Many in the business community felt that having a shot at comprehensive tax reform, reduced regulatory requirements, infrastructure spending or other ideas was worth some of the other baggage the new administration brought along. Moreover, many business leaders would rightly expect that the new administration would seek out their guidance on issues of great interest to the business community.

Gillian Tett, writing in her Financial Times (FT) column Finance, in a piece entitled “Businesses wrestle with a Trump dilemma”, said that companies and their Chief Executive Officers (CEOs) do need to be involved “because the crucial thing to realize is that nobody really knows where his team will end up on policy.” Steve Bannon and his crowd could take US businesses down one path and Secretary of State Rex Tillerson and the Goldman Sachs alums in the administration could take the economy down quite a different path.

One approach was detailed by Andrew Ross Sorkin in his Dealb%k column in the New York Times (NYT), in a piece entitled “A Quiet Giant of Investing Weighs In on Trump”, where he discussed a letter by Seth A. Klarman, the 59-year-old value investor who runs Baupost Group. In this letter, “Klarman sets forth a countervailing view to the euphoria that has buoyed the stock market since Mr. Trump took office, describing “perilously high valuations.”“ Exuberant investors have focused on the potential benefits of stimulative tax cuts, while mostly ignoring the risks from America-first protectionism and the erection of new trade barriers,” he wrote.”
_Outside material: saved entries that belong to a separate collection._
//! Client entity lifetime: spawning on connect, teardown on disconnect.

use glam::Vec3;

use tessel::components::{
    AnimationState, Collision, Movement, MovementModifiers, Position, PreviousPosition, Rotation,
};
use tessel::input::Input;
use tessel::net::messages::{ConnectionResponse, EntityDelete};
use tessel::net::NetworkId;
use tessel::EntityId;

use crate::network::{ClientConnectionEvent, InboundQueues, Network};

use super::spawn::SpawnPointGenerator;
use super::world::{ClientSimData, World, PLAYER_MODEL_BOUNDS};

pub fn update(
    world: &mut World,
    network: &Network,
    queues: &InboundQueues,
    spawn: &mut SpawnPointGenerator,
    current_tick: u32,
) {
    while let Ok(event) = queues.connection_events.try_recv() {
        match event {
            ClientConnectionEvent::Connected(net_id) => {
                handle_connect(world, network, spawn, net_id, current_tick);
            }
            ClientConnectionEvent::Disconnected(net_id) => {
                handle_disconnect(world, network, net_id, current_tick);
            }
        }
    }
}

fn handle_connect(
    world: &mut World,
    network: &Network,
    spawn: &mut SpawnPointGenerator,
    net_id: NetworkId,
    current_tick: u32,
) {
    let spawn_position = spawn.next_spawn_point();
    let entity = world.entity_store.create();

    let store = &mut world.entity_store;
    let _ = store.insert(entity, Position(spawn_position));
    let _ = store.insert(entity, PreviousPosition(spawn_position));
    let _ = store.insert(entity, Input::default());
    let _ = store.insert(entity, Movement::default());
    let _ = store.insert(entity, MovementModifiers::default());
    let _ = store.insert(entity, Rotation::default());
    let _ = store.insert(entity, AnimationState::default());

    let collision = Collision::new(PLAYER_MODEL_BOUNDS, spawn_position);
    let _ = store.insert(entity, collision);
    let _ = store.insert(
        entity,
        ClientSimData {
            net_id,
            entities_in_aoi: Vec::new(),
        },
    );

    world
        .entity_locator
        .set_entity_location(entity, collision.world_bounds);
    world.net_id_map.insert(net_id, entity);

    log::info!("constructed entity {entity} for client {net_id}");

    network.send(
        net_id,
        &ConnectionResponse {
            entity,
            tick: current_tick,
            spawn_position,
            map_tile_extent: world.tile_map.tile_extent(),
        },
        current_tick,
    );
}

fn handle_disconnect(world: &mut World, network: &Network, net_id: NetworkId, current_tick: u32) {
    let Some(entity) = world.net_id_map.remove(&net_id) else {
        // Disconnected before phase 1 ever saw the connect; nothing to do.
        return;
    };

    world.entity_locator.remove_entity(entity);
    world.init_scripts.remove(&entity);
    if let Err(error) = world.entity_store.destroy(entity) {
        log::error!("fatal: client entity missing at disconnect: {error}");
    }
    log::info!("removed entity {entity} for disconnected client {net_id}");

    notify_entity_removed(world, network, entity, current_tick);
}

/// Tells every client that had `entity` in its AOI that it's gone, and
/// drops it from their lists.
pub fn notify_entity_removed(
    world: &mut World,
    network: &Network,
    entity: EntityId,
    current_tick: u32,
) {
    for (client_entity, net_id) in world.clients() {
        let Some(data) = world.entity_store.get_mut::<ClientSimData>(client_entity) else {
            continue;
        };
        if let Ok(index) = data.entities_in_aoi.binary_search(&entity) {
            data.entities_in_aoi.remove(index);
            network.send(net_id, &EntityDelete { entity }, current_tick);
        }
    }
}

/// Spawn position sanity check used when a strategy is configured from
/// CLI arguments.
pub fn spawn_in_map(world: &World, point: Vec3) -> bool {
    let extent = world.tile_map.tile_extent();
    let min_x = extent.x as f32 * tessel::config::TILE_WORLD_WIDTH;
    let min_y = extent.y as f32 * tessel::config::TILE_WORLD_WIDTH;
    let max_x = (extent.x + extent.x_length) as f32 * tessel::config::TILE_WORLD_WIDTH;
    let max_y = (extent.y + extent.y_length) as f32 * tessel::config::TILE_WORLD_WIDTH;
    point.x >= min_x && point.x <= max_x && point.y >= min_y && point.y <= max_y
}
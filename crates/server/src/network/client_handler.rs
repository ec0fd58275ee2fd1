//! The network runtime's two worker threads.
//!
//! The accept/receive thread accepts pending connections, sweeps for
//! disconnects, and drains every waiting message into the typed queues.
//! The send thread parks on a condvar until the simulation signals end of
//! tick, then flushes every client's batch under a read lock.

use std::collections::HashMap;
use std::sync::atomic::{AtomicBool, AtomicU32, Ordering};
use std::sync::{Arc, Condvar, Mutex, RwLock};
use std::thread::JoinHandle;

use tessel::config::INACTIVE_DELAY_TIME_MS;
use tessel::net::{Acceptor, BufferPool, NetworkId, SocketSet};

use super::client::{Client, ClientReceiveResult, MAX_MESSAGE_SIZE};
use super::message_processor::{ClientConnectionEvent, MessageProcessor};

pub type ClientMap = HashMap<NetworkId, Arc<Client>>;

struct NetworkIdPool {
    next: NetworkId,
    free: Vec<NetworkId>,
}

impl NetworkIdPool {
    fn new() -> Self {
        Self {
            next: 1,
            free: Vec::new(),
        }
    }

    fn reserve(&mut self) -> NetworkId {
        if let Some(id) = self.free.pop() {
            id
        } else {
            let id = self.next;
            self.next += 1;
            id
        }
    }

    fn release(&mut self, id: NetworkId) {
        self.free.push(id);
    }
}

#[derive(Default)]
pub struct SendSignal {
    /// The tick whose outputs should be flushed, set by the simulation at
    /// end of tick. Carried through the signal so the send thread never
    /// races the tick counter.
    requested_tick: Mutex<Option<u32>>,
    condvar: Condvar,
}

impl SendSignal {
    pub fn notify(&self, tick: Option<u32>) {
        let mut requested = self
            .requested_tick
            .lock()
            .unwrap_or_else(|poisoned| poisoned.into_inner());
        *requested = tick;
        drop(requested);
        self.condvar.notify_one();
    }
}

pub struct ClientHandler {
    exit_requested: Arc<AtomicBool>,
    send_signal: Arc<SendSignal>,
    receive_thread: Option<JoinHandle<()>>,
    send_thread: Option<JoinHandle<()>>,
}

impl ClientHandler {
    pub fn spawn(
        acceptor: Acceptor,
        client_set: Arc<SocketSet>,
        client_map: Arc<RwLock<ClientMap>>,
        processor: MessageProcessor,
        current_tick: Arc<AtomicU32>,
        max_clients: usize,
    ) -> Self {
        let exit_requested = Arc::new(AtomicBool::new(false));
        let send_signal = Arc::new(SendSignal::default());

        let receive_thread = {
            let exit_requested = Arc::clone(&exit_requested);
            let client_map = Arc::clone(&client_map);
            let current_tick = Arc::clone(&current_tick);
            std::thread::Builder::new()
                .name("server-receive".into())
                .spawn(move || {
                    service_clients(
                        &acceptor,
                        &client_set,
                        &client_map,
                        &processor,
                        &current_tick,
                        &exit_requested,
                        max_clients,
                    );
                })
                .expect("failed to spawn receive thread")
        };

        let send_thread = {
            let exit_requested = Arc::clone(&exit_requested);
            let send_signal = Arc::clone(&send_signal);
            let client_map = Arc::clone(&client_map);
            std::thread::Builder::new()
                .name("server-send".into())
                .spawn(move || {
                    send_client_updates(&send_signal, &client_map, &exit_requested);
                })
                .expect("failed to spawn send thread")
        };

        Self {
            exit_requested,
            send_signal,
            receive_thread: Some(receive_thread),
            send_thread: Some(send_thread),
        }
    }

    /// Wakes the send thread to flush every client's pending batch for
    /// the given completed tick.
    pub fn begin_send_client_updates(&self, completed_tick: u32) {
        self.send_signal.notify(Some(completed_tick));
    }
}

impl Drop for ClientHandler {
    fn drop(&mut self) {
        self.exit_requested.store(true, Ordering::Release);
        self.send_signal.notify(None);
        if let Some(handle) = self.receive_thread.take() {
            let _ = handle.join();
        }
        if let Some(handle) = self.send_thread.take() {
            let _ = handle.join();
        }
    }
}

fn service_clients(
    acceptor: &Acceptor,
    client_set: &Arc<SocketSet>,
    client_map: &Arc<RwLock<ClientMap>>,
    processor: &MessageProcessor,
    current_tick: &Arc<AtomicU32>,
    exit_requested: &Arc<AtomicBool>,
    max_clients: usize,
) {
    let mut id_pool = NetworkIdPool::new();
    let mut scratch: Vec<u8> = Vec::new();
    let mut buffer_pool = BufferPool::new(MAX_MESSAGE_SIZE);

    while !exit_requested.load(Ordering::Acquire) {
        accept_new_clients(acceptor, client_map, processor, &mut id_pool, max_clients);
        erase_disconnected_clients(client_set, client_map, processor, &mut id_pool);

        // Snapshot the clients so we don't hold the lock while receiving.
        let clients: Vec<Arc<Client>> = {
            let map = client_map.read().unwrap_or_else(|poisoned| poisoned.into_inner());
            map.values().cloned().collect()
        };

        let mut num_received = 0;
        if !clients.is_empty() {
            client_set.check_sockets(0);
            for client in &clients {
                num_received +=
                    receive_client_messages(client, processor, current_tick, &mut scratch, &mut buffer_pool);
            }
        }

        if num_received == 0 {
            std::thread::sleep(std::time::Duration::from_millis(INACTIVE_DELAY_TIME_MS));
        }
    }
}

fn accept_new_clients(
    acceptor: &Acceptor,
    client_map: &Arc<RwLock<ClientMap>>,
    processor: &MessageProcessor,
    id_pool: &mut NetworkIdPool,
    max_clients: usize,
) {
    let client_count = {
        let map = client_map.read().unwrap_or_else(|poisoned| poisoned.into_inner());
        map.len()
    };
    if client_count >= max_clients {
        while acceptor.reject() {
            log::info!("rejected connection attempt: already at maximum connected clients");
        }
        return;
    }

    loop {
        match acceptor.accept() {
            Ok(Some(peer)) => {
                let net_id = id_pool.reserve();
                log::info!("new client connected, assigning net id {net_id}");

                let client = Arc::new(Client::new(net_id, peer));
                {
                    let mut map = client_map
                        .write()
                        .unwrap_or_else(|poisoned| poisoned.into_inner());
                    map.insert(net_id, client);
                }

                let _ = processor
                    .senders()
                    .connection_events
                    .send(ClientConnectionEvent::Connected(net_id));
            }
            Ok(None) => break,
            Err(error) => {
                log::error!("accept failed: {error}");
                break;
            }
        }
    }
}

fn erase_disconnected_clients(
    client_set: &Arc<SocketSet>,
    client_map: &Arc<RwLock<ClientMap>>,
    processor: &MessageProcessor,
    id_pool: &mut NetworkIdPool,
) {
    let disconnected: Vec<(NetworkId, Arc<Client>)> = {
        let map = client_map.read().unwrap_or_else(|poisoned| poisoned.into_inner());
        map.iter()
            .filter(|(_, client)| !client.is_connected())
            .map(|(&net_id, client)| (net_id, Arc::clone(client)))
            .collect()
    };

    for (net_id, client) in disconnected {
        {
            let mut map = client_map
                .write()
                .unwrap_or_else(|poisoned| poisoned.into_inner());
            map.remove(&net_id);
        }
        client.peer().disconnect();
        client_set.remove(client.peer());
        id_pool.release(net_id);

        log::info!("erased disconnected client with net id {net_id}");
        let _ = processor
            .senders()
            .connection_events
            .send(ClientConnectionEvent::Disconnected(net_id));
    }
}

fn receive_client_messages(
    client: &Arc<Client>,
    processor: &MessageProcessor,
    current_tick: &Arc<AtomicU32>,
    scratch: &mut Vec<u8>,
    buffer_pool: &mut BufferPool,
) -> usize {
    let mut num_received = 0;
    loop {
        match client.receive_message(scratch, buffer_pool) {
            ClientReceiveResult::Message(message_type, size) => {
                num_received += 1;
                match processor.process_received_message(
                    client.net_id(),
                    message_type,
                    &scratch[..size],
                ) {
                    Ok(Some(message_tick)) => {
                        let tick_diff =
                            message_tick as i64 - current_tick.load(Ordering::Acquire) as i64;
                        client.record_tick_diff(tick_diff);
                    }
                    Ok(None) => {}
                    Err(error) => {
                        log::warn!(
                            "protocol error from client {}: {error}; disconnecting",
                            client.net_id()
                        );
                        client.peer().disconnect();
                        break;
                    }
                }
            }
            ClientReceiveResult::ProtocolError(error) => {
                log::warn!(
                    "protocol error from client {}: {error}; disconnecting",
                    client.net_id()
                );
                break;
            }
            ClientReceiveResult::NoWaitingData | ClientReceiveResult::Disconnected => break,
        }
    }
    num_received
}

fn send_client_updates(
    send_signal: &Arc<SendSignal>,
    client_map: &Arc<RwLock<ClientMap>>,
    exit_requested: &Arc<AtomicBool>,
) {
    while !exit_requested.load(Ordering::Acquire) {
        let tick = {
            let mut requested = send_signal
                .requested_tick
                .lock()
                .unwrap_or_else(|poisoned| poisoned.into_inner());
            loop {
                if exit_requested.load(Ordering::Acquire) {
                    return;
                }
                if let Some(tick) = requested.take() {
                    break tick;
                }
                requested = send_signal
                    .condvar
                    .wait(requested)
                    .unwrap_or_else(|poisoned| poisoned.into_inner());
            }
        };

        let map = client_map.read().unwrap_or_else(|poisoned| poisoned.into_inner());
        for client in map.values() {
            if client.send_waiting_messages(tick).is_err() {
                // The peer is marked disconnected; the receive thread's
                // next sweep erases it.
            }
        }
    }
}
Sorkin writes, “Klarman appears to believe that investors have become hypnotized by all the talk of pro-growth policies, without considering the full ramifications. He worries, for example, that Mr. Trump’s stimulus efforts “could prove quite inflationary, which would likely shock investors.”” The reason is that while, “President Trump may be able to temporarily hold off the sweep of automation and globalization by cajoling companies to keep jobs at home, but bolstering inefficient and uncompetitive enterprises is likely to only temporarily stave off market forces” and that “While they might be popular, the reason the U.S. long ago abandoned protectionist trade policies is because they not only don’t work, they actually leave society worse off.””
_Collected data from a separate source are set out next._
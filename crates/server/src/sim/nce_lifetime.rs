//! Non-client entity lifetime and edits, driven by component update
//! requests from build mode or scripts.
//!
//! The request protocol:
//! - `entity == EntityId::from_bits(u32::MAX)`: create a new entity from
//!   the request's components.
//! - components empty: destroy the entity.
//! - otherwise: replace the named components on the entity.
//!
//! Clients may not edit other clients' entities; a request targeting one
//! degrades to a no-op on the offender's connection.

use tessel::components::{
    Collision, Movement, MovementModifiers, Position, PreviousPosition, Rotation,
};
use tessel::input::Input;
use tessel::net::messages::ComponentUpdateRequest;
use tessel::net::NetworkId;
use tessel::{EntityId, StoreError};

use crate::network::{InboundQueues, Network};

use super::client_connection::notify_entity_removed;
use super::world::{ClientSimData, World, PLAYER_MODEL_BOUNDS};

/// The sentinel entity id that means "create a new entity".
pub const CREATE_ENTITY: EntityId = EntityId::from_bits(u32::MAX);

pub fn update(world: &mut World, network: &Network, queues: &InboundQueues, current_tick: u32) {
    while let Ok((net_id, request)) = queues.component_requests.try_recv() {
        if request.entity == CREATE_ENTITY {
            create_entity(world, net_id, &request);
        } else if request.components.is_empty() {
            destroy_entity(world, network, net_id, request.entity, current_tick);
        } else {
            apply_components(world, net_id, &request);
        }
    }
}

fn create_entity(world: &mut World, net_id: NetworkId, request: &ComponentUpdateRequest) {
    let entity = world.entity_store.create();
    let store = &mut world.entity_store;

    let _ = store.insert(entity, Position::default());
    let _ = store.insert(entity, PreviousPosition::default());
    let _ = store.insert(entity, Input::default());
    let _ = store.insert(entity, Movement::default());
    let _ = store.insert(entity, MovementModifiers::default());
    let _ = store.insert(entity, Rotation::default());

    apply_serialized(world, entity, request);

    let position = world
        .entity_store
        .get::<Position>(entity)
        .copied()
        .unwrap_or_default();
    let collision = Collision::new(PLAYER_MODEL_BOUNDS, position.0);
    let _ = world.entity_store.insert(entity, collision);
    world
        .entity_locator
        .set_entity_location(entity, collision.world_bounds);

    log::info!("client {net_id} created entity {entity}");
}

fn destroy_entity(
    world: &mut World,
    network: &Network,
    net_id: NetworkId,
    entity: EntityId,
    current_tick: u32,
) {
    if !world.entity_store.is_alive(entity) {
        return;
    }
    if world.entity_store.contains::<ClientSimData>(entity) {
        log::warn!("client {net_id} tried to destroy a client entity {entity}");
        return;
    }

    world.entity_locator.remove_entity(entity);
    world.init_scripts.remove(&entity);
    let _ = world.entity_store.destroy(entity);
    notify_entity_removed(world, network, entity, current_tick);
    log::info!("client {net_id} destroyed entity {entity}");
}

fn apply_components(world: &mut World, net_id: NetworkId, request: &ComponentUpdateRequest) {
    let entity = request.entity;
    if !world.entity_store.is_alive(entity) {
        return;
    }

    // Clients can edit NCEs and themselves, never another client.
    if world.entity_store.contains::<ClientSimData>(entity)
        && world.client_entity(net_id) != Some(entity)
    {
        log::warn!("client {net_id} tried to edit client entity {entity}");
        return;
    }

    apply_serialized(world, entity, request);

    // A component edit may have moved the entity; keep collision bounds
    // and the locator in sync with the new position.
    if let (Some(position), Some(collision)) = (
        world.entity_store.get::<Position>(entity).copied(),
        world.entity_store.get::<Collision>(entity).copied(),
    ) {
        let updated = Collision::new(collision.model_bounds, position.0);
        let _ = world.entity_store.insert(entity, updated);
        world
            .entity_locator
            .set_entity_location(entity, updated.world_bounds);
    }
}

fn apply_serialized(world: &mut World, entity: EntityId, request: &ComponentUpdateRequest) {
    for component in &request.components {
        match world.entity_store.apply_serialized_component(entity, component) {
            Ok(()) => {}
            Err(StoreError::BadComponentData { type_name, source }) => {
                // Discard just this component; the rest of the request
                // still applies.
                log::warn!("discarding bad {type_name} component for {entity}: {source}");
            }
            Err(error) => {
                log::warn!("component request for {entity} rejected: {error}");
                break;
            }
        }
    }
}

#[cfg(test)]
mod tests {
    use super::*;

    #[test]
    fn create_sentinel_is_all_ones() {
        assert_eq!(CREATE_ENTITY.to_bits(), u32::MAX);
    }
}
Klarman is an example of what Tett says are business people who use their voice powerfully, do not act simply as a sycophant but offer precise, hard-hitting, constructive criticism of the administrations ideas which they find objectionable from a business perspective. Moreover, she notes that it “is reasonable to support some of Mr Trump’s ideas – such as deregulation –  but hate the xenophobia, and then be willing to fight that.”

This latter approach was discussed by Henry Graber, writing in Slate article, entitled “The Corporate Resistance to Trump Is Hardening”, where he described the amicus brief filed by over 100 tech firms in the ongoing Muslim immigration ban litigation. Graber wrote, “The 20-page argument, submitted by lawyers from Mayer Brown, makes the business case against the Trump order, noting the crucial role of immigrants in U.S. enterprises, including their overrepresentation among American Nobel prizewinners and patent holders. The brief also points out how the order harms U.S. companies’ competitiveness abroad, by injecting “severe uncertainty” into every level of international partnerships, from diplomacy to visas to the actual entry process at American airports.” While the brief did cite the legal basis for their position, it was primarily focused on the business impact.

Graber ends his article by stating, “But what has begun in public relations, for the moment, appears to have a more substantive backbone. The amicus brief points toward a quieter, more important epiphany in American boardrooms: that stopping Trump isn’t just good PR, but good for business as well. At least until he and House Speaker Paul Ryan cut the corporate tax rate.”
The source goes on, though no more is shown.